-- Exercise aim --
Every line containing the word "Uuid" must be pulled from the records.

-- The input --
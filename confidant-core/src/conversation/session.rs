//! Conversation Session
//!
//! A session owns one transcript and drives a single turn at a time: append
//! the user text, ask the model, append the reply (or the fallback), then
//! hand the exchange to the memory adapter in the background.

use std::sync::Arc;

use tokio::task::JoinHandle;
use tracing::{debug, info, warn};
use uuid::Uuid;

use super::transcript::Transcript;
use crate::config::LlmConfig;
use crate::error::Result;
use crate::llm::{LLMProvider, LLMRequest};
use crate::memory::{MemoryAdapter, Recall, SaveOutcome};
use crate::persona::{FALLBACK_REPLY, render_memory_context};

/// Sampling settings applied to every model call
#[derive(Debug, Clone, Copy, PartialEq)]
pub struct GenerationSettings {
    pub temperature: f32,
    pub max_tokens: usize,
}

impl Default for GenerationSettings {
    fn default() -> Self {
        Self::from(&LlmConfig::default())
    }
}

impl From<&LlmConfig> for GenerationSettings {
    fn from(config: &LlmConfig) -> Self {
        Self {
            temperature: config.temperature,
            max_tokens: config.max_tokens,
        }
    }
}

/// Reply to one user turn
#[derive(Debug)]
pub struct TurnReply {
    /// Assistant text appended to the transcript
    pub response: String,

    /// `true` when the model failed and the fallback text was used
    pub fallback: bool,

    /// Background save of this exchange, when memory is enabled
    pub persisted: Option<JoinHandle<SaveOutcome>>,
}

impl TurnReply {
    /// Wait for the background save, if any
    pub async fn wait_persisted(self) -> Option<SaveOutcome> {
        let handle = self.persisted?;
        match handle.await {
            Ok(outcome) => Some(outcome),
            Err(e) => {
                warn!(error = %e, "Memory save task did not complete");
                Some(SaveOutcome::Failed)
            }
        }
    }
}

/// A conversation session for one owner
pub struct ConversationSession {
    id: String,
    owner_id: String,
    transcript: Transcript,
    provider: Arc<dyn LLMProvider>,
    memory: Option<MemoryAdapter>,
    memory_enabled: bool,
    turn_count: usize,
    settings: GenerationSettings,
}

impl ConversationSession {
    /// Start a fresh session.
    ///
    /// Memories for `owner_id` are recalled once and rendered into the system
    /// turn. An unreachable store disables memory for the rest of the session.
    pub async fn start(
        owner_id: impl Into<String>,
        persona_text: &str,
        provider: Arc<dyn LLMProvider>,
        memory: Option<MemoryAdapter>,
    ) -> Self {
        let owner_id = owner_id.into();

        let (memories, memory_enabled) = match &memory {
            Some(adapter) => match adapter.recall(&owner_id).await {
                Recall::Available(texts) => (texts, true),
                Recall::Unavailable => {
                    warn!(owner_id = %owner_id, "Continuing without memory");
                    (Vec::new(), false)
                }
            },
            None => (Vec::new(), false),
        };

        let transcript = Transcript::initialize(persona_text, &render_memory_context(&memories));
        let session = Self::assemble(owner_id, transcript, provider, memory, memory_enabled);

        info!(
            session_id = %session.id,
            owner_id = %session.owner_id,
            memories = memories.len(),
            memory_enabled,
            "Session started"
        );
        session
    }

    /// Continue from an existing transcript without recalling memories
    pub fn resume(
        owner_id: impl Into<String>,
        transcript: Transcript,
        provider: Arc<dyn LLMProvider>,
        memory: Option<MemoryAdapter>,
    ) -> Self {
        let memory_enabled = memory.is_some();
        Self::assemble(owner_id.into(), transcript, provider, memory, memory_enabled)
    }

    fn assemble(
        owner_id: String,
        transcript: Transcript,
        provider: Arc<dyn LLMProvider>,
        memory: Option<MemoryAdapter>,
        memory_enabled: bool,
    ) -> Self {
        Self {
            id: Uuid::new_v4().to_string(),
            owner_id,
            transcript,
            provider,
            memory,
            memory_enabled,
            turn_count: 0,
            settings: GenerationSettings::default(),
        }
    }

    /// Override sampling settings
    pub fn with_settings(mut self, settings: GenerationSettings) -> Self {
        self.settings = settings;
        self
    }

    /// Run one turn.
    ///
    /// Only blank input is an error, and it leaves the transcript untouched.
    /// Model failures are absorbed into [`FALLBACK_REPLY`].
    pub async fn respond(&mut self, user_text: &str) -> Result<TurnReply> {
        self.transcript.append_user(user_text)?;

        let request = LLMRequest::new(self.transcript.to_model_input())
            .with_temperature(self.settings.temperature)
            .with_max_tokens(self.settings.max_tokens);

        debug!(
            session_id = %self.id,
            entries = request.contents.len(),
            "Calling model"
        );

        let (response, fallback) = match self.provider.generate_request(&request).await {
            Ok(reply) => (reply.content, false),
            Err(e) => {
                warn!(session_id = %self.id, error = %e, "Model call failed, using fallback reply");
                (FALLBACK_REPLY.to_string(), true)
            }
        };

        self.transcript.append_assistant(response.clone());
        self.turn_count += 1;

        let persisted = self.spawn_save(user_text, &response);

        Ok(TurnReply {
            response,
            fallback,
            persisted,
        })
    }

    fn spawn_save(&self, user_text: &str, response: &str) -> Option<JoinHandle<SaveOutcome>> {
        if !self.memory_enabled {
            return None;
        }
        let adapter = self.memory.clone()?;
        let user_text = user_text.to_string();
        let response = response.to_string();
        let owner_id = self.owner_id.clone();

        Some(tokio::spawn(async move {
            adapter.save(&user_text, &response, &owner_id).await
        }))
    }

    pub fn id(&self) -> &str {
        &self.id
    }

    pub fn owner_id(&self) -> &str {
        &self.owner_id
    }

    pub fn transcript(&self) -> &Transcript {
        &self.transcript
    }

    pub fn into_transcript(self) -> Transcript {
        self.transcript
    }

    /// Whether completed turns are being persisted
    pub fn memory_enabled(&self) -> bool {
        self.memory_enabled
    }

    /// Completed user/assistant exchanges
    pub fn turn_count(&self) -> usize {
        self.turn_count
    }

    pub fn settings(&self) -> GenerationSettings {
        self.settings
    }
}

impl std::fmt::Debug for ConversationSession {
    fn fmt(&self, f: &mut std::fmt::Formatter<'_>) -> std::fmt::Result {
        f.debug_struct("ConversationSession")
            .field("id", &self.id)
            .field("owner_id", &self.owner_id)
            .field("turns", &self.transcript.len())
            .field("memory_enabled", &self.memory_enabled)
            .field("turn_count", &self.turn_count)
            .finish_non_exhaustive()
    }
}

#[cfg(test)]
mod tests {
    use super::*;
    use crate::conversation::Role;
    use crate::error::ConfidantError;
    use crate::llm::{LLMResponse, ModelRole};
    use crate::memory::{InMemoryStore, MemoryStore, WritePayload};
    use async_trait::async_trait;
    use std::sync::Mutex;

    /// Provider that echoes and records how many entries it saw
    struct EchoProvider {
        seen: Mutex<Vec<usize>>,
        fail: bool,
    }

    impl EchoProvider {
        fn new(fail: bool) -> Arc<Self> {
            Arc::new(Self {
                seen: Mutex::new(Vec::new()),
                fail,
            })
        }
    }

    #[async_trait]
    impl LLMProvider for EchoProvider {
        async fn generate_request(&self, request: &LLMRequest) -> Result<LLMResponse> {
            self.seen.lock().unwrap().push(request.contents.len());
            assert!(request.contents.iter().all(|c| matches!(
                c.role,
                ModelRole::User | ModelRole::Assistant
            )));
            if self.fail {
                return Err(ConfidantError::Transport("connection reset".to_string()));
            }
            let last = &request.contents.last().unwrap().parts[0].text;
            Ok(LLMResponse {
                content: format!("echo: {last}"),
                usage: None,
            })
        }
    }

    struct DownStore;

    #[async_trait]
    impl MemoryStore for DownStore {
        async fn add(&self, _payload: &WritePayload) -> Result<()> {
            Err(ConfidantError::Persistence("down".to_string()))
        }

        async fn get_all(&self, _owner_id: &str) -> Result<Vec<serde_json::Value>> {
            Err(ConfidantError::Persistence("down".to_string()))
        }
    }

    #[tokio::test]
    async fn test_start_without_memory() {
        let session =
            ConversationSession::start("Alex", "You are kind.", EchoProvider::new(false), None)
                .await;

        assert!(!session.memory_enabled());
        assert_eq!(session.transcript().len(), 1);
        assert_eq!(session.transcript().system_turn().unwrap().content(), "You are kind.");
        assert_eq!(session.turn_count(), 0);
    }

    #[tokio::test]
    async fn test_start_renders_recalled_memories() {
        let store = Arc::new(InMemoryStore::new());
        let adapter = MemoryAdapter::new(store);
        adapter.save("I have a dog", "Nice!", "Alex").await;

        let session = ConversationSession::start(
            "Alex",
            "You are kind.",
            EchoProvider::new(false),
            Some(adapter),
        )
        .await;

        let system = session.transcript().system_turn().unwrap().content().to_string();
        assert!(session.memory_enabled());
        assert!(system.starts_with("You are kind.\n\nRELEVANT MEMORIES"));
        assert!(system.contains("- User: I have a dog\nAssistant: Nice!"));
    }

    #[tokio::test]
    async fn test_unreachable_store_disables_memory() {
        let mut session = ConversationSession::start(
            "Alex",
            "persona",
            EchoProvider::new(false),
            Some(MemoryAdapter::new(Arc::new(DownStore))),
        )
        .await;

        assert!(!session.memory_enabled());
        let reply = session.respond("hello").await.unwrap();
        assert!(reply.persisted.is_none());
    }

    #[tokio::test]
    async fn test_respond_appends_both_turns() {
        let provider = EchoProvider::new(false);
        let mut session =
            ConversationSession::start("Alex", "persona", provider.clone(), None).await;

        let reply = session.respond("hello").await.unwrap();
        assert_eq!(reply.response, "echo: hello");
        assert!(!reply.fallback);

        let roles: Vec<Role> = session.transcript().turns().iter().map(|t| t.role()).collect();
        assert_eq!(roles, vec![Role::System, Role::User, Role::Assistant]);
        assert_eq!(session.turn_count(), 1);

        session.respond("again").await.unwrap();
        assert_eq!(*provider.seen.lock().unwrap(), vec![2, 4]);
    }

    #[tokio::test]
    async fn test_blank_input_leaves_transcript() {
        let provider = EchoProvider::new(false);
        let mut session =
            ConversationSession::start("Alex", "persona", provider.clone(), None).await;

        let err = session.respond("   ").await.unwrap_err();
        assert!(err.is_validation());
        assert_eq!(session.transcript().len(), 1);
        assert_eq!(session.turn_count(), 0);
        assert!(provider.seen.lock().unwrap().is_empty());
    }

    #[tokio::test]
    async fn test_model_failure_uses_fallback() {
        let mut session =
            ConversationSession::start("Alex", "persona", EchoProvider::new(true), None).await;

        let reply = session.respond("hello").await.unwrap();
        assert!(reply.fallback);
        assert_eq!(reply.response, FALLBACK_REPLY);
        assert_eq!(session.transcript().last().unwrap().content(), FALLBACK_REPLY);
    }

    #[tokio::test]
    async fn test_save_runs_in_background() {
        let store = Arc::new(InMemoryStore::new());
        let mut session = ConversationSession::start(
            "Alex",
            "persona",
            EchoProvider::new(false),
            Some(MemoryAdapter::new(store.clone())),
        )
        .await;

        let reply = session.respond("hello").await.unwrap();
        assert_eq!(reply.wait_persisted().await, Some(SaveOutcome::Saved(1)));
        assert_eq!(store.get_all("Alex").await.unwrap().len(), 1);
    }

    #[tokio::test]
    async fn test_resume_keeps_history() {
        let mut transcript = Transcript::initialize("persona", "");
        transcript.append_user("hi").unwrap();
        transcript.append_assistant("hello");

        let mut session =
            ConversationSession::resume("Alex", transcript, EchoProvider::new(false), None)
                .with_settings(GenerationSettings {
                    temperature: 0.2,
                    max_tokens: 64,
                });

        session.respond("how are you").await.unwrap();
        assert_eq!(session.transcript().len(), 5);
        assert_eq!(session.settings().max_tokens, 64);
    }
}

-- Written reply --
use uuid::Uuid;
            id: Uuid::new_v4().to_string(),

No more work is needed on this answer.